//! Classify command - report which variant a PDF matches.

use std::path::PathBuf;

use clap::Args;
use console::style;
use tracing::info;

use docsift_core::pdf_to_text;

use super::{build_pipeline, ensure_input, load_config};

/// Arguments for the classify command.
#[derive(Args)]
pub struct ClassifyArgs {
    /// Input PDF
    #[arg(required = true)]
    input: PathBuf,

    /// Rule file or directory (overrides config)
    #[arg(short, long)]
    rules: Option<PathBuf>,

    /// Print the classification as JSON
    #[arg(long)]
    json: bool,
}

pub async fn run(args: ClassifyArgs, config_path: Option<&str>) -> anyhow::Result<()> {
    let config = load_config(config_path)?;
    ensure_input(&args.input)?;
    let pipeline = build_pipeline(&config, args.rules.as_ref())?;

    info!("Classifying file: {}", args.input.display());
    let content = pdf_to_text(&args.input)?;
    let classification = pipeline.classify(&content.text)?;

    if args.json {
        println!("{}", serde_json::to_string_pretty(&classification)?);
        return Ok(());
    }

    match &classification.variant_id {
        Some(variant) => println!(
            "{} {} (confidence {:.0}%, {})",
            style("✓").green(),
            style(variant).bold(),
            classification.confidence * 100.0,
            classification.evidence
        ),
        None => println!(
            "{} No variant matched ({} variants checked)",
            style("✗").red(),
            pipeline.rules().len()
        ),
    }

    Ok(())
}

● ● ● ● ●

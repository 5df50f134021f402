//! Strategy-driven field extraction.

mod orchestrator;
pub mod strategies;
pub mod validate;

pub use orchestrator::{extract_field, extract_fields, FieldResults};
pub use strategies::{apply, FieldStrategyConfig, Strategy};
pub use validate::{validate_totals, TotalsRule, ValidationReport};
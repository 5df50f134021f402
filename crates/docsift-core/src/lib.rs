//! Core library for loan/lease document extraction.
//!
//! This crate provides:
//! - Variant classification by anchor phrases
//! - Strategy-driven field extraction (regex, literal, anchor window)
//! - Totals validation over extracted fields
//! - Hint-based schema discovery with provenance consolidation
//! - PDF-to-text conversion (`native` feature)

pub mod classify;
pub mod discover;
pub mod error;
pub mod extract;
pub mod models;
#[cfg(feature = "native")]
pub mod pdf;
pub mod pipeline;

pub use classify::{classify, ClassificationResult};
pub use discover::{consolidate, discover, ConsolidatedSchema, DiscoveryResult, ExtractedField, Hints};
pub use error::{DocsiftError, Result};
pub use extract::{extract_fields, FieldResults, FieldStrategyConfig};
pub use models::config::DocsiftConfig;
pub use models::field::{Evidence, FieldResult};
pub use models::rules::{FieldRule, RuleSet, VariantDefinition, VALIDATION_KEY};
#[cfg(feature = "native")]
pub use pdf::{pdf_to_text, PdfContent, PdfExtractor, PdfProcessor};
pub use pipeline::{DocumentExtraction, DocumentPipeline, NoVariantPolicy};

● ● ● ● ●

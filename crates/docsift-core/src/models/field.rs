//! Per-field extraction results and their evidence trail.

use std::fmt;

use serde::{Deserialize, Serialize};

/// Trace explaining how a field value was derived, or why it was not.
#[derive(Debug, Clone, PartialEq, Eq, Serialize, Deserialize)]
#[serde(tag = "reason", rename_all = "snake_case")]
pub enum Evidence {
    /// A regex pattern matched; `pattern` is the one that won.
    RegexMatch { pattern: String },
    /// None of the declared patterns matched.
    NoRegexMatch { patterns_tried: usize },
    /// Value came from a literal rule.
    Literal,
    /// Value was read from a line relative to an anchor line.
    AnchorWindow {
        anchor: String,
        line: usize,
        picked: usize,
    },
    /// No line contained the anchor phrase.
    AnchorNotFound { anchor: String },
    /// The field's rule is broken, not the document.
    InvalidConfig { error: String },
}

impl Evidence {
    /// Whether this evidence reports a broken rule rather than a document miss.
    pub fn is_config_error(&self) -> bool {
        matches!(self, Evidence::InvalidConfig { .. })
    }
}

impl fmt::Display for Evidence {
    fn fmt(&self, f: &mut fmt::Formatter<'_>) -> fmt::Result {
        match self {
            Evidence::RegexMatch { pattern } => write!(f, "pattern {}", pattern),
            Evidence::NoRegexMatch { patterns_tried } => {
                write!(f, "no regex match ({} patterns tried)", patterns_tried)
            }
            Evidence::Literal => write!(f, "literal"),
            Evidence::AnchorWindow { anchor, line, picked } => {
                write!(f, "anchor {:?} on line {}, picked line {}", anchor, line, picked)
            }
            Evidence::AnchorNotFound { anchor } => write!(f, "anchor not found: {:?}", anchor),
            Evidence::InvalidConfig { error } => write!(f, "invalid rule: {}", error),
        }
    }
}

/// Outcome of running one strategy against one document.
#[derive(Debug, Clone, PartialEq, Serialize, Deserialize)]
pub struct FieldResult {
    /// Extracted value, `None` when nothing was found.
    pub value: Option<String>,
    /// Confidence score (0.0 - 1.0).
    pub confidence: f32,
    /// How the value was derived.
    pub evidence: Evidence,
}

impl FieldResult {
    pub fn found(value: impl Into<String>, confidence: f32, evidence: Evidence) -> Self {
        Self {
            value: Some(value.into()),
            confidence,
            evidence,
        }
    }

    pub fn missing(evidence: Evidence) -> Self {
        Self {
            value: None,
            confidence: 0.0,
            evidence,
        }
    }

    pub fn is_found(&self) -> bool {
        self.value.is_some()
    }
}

● ● ● ● ●

Problem details: An exact copy of the lines above between the line holding "a PDF matches." and the line holding "#[arg(short, long)]", inclusive, is the whole answer.

Response:
//! Classify command - report which variant a PDF matches.

use std::path::PathBuf;

use clap::Args;
use console::style;
use tracing::info;

use docsift_core::pdf_to_text;

use super::{build_pipeline, ensure_input, load_config};

/// Arguments for the classify command.
#[derive(Args)]
pub struct ClassifyArgs {
    /// Input PDF
    #[arg(required = true)]
    input: PathBuf,

    /// Rule file or directory (overrides config)
    #[arg(short, long)]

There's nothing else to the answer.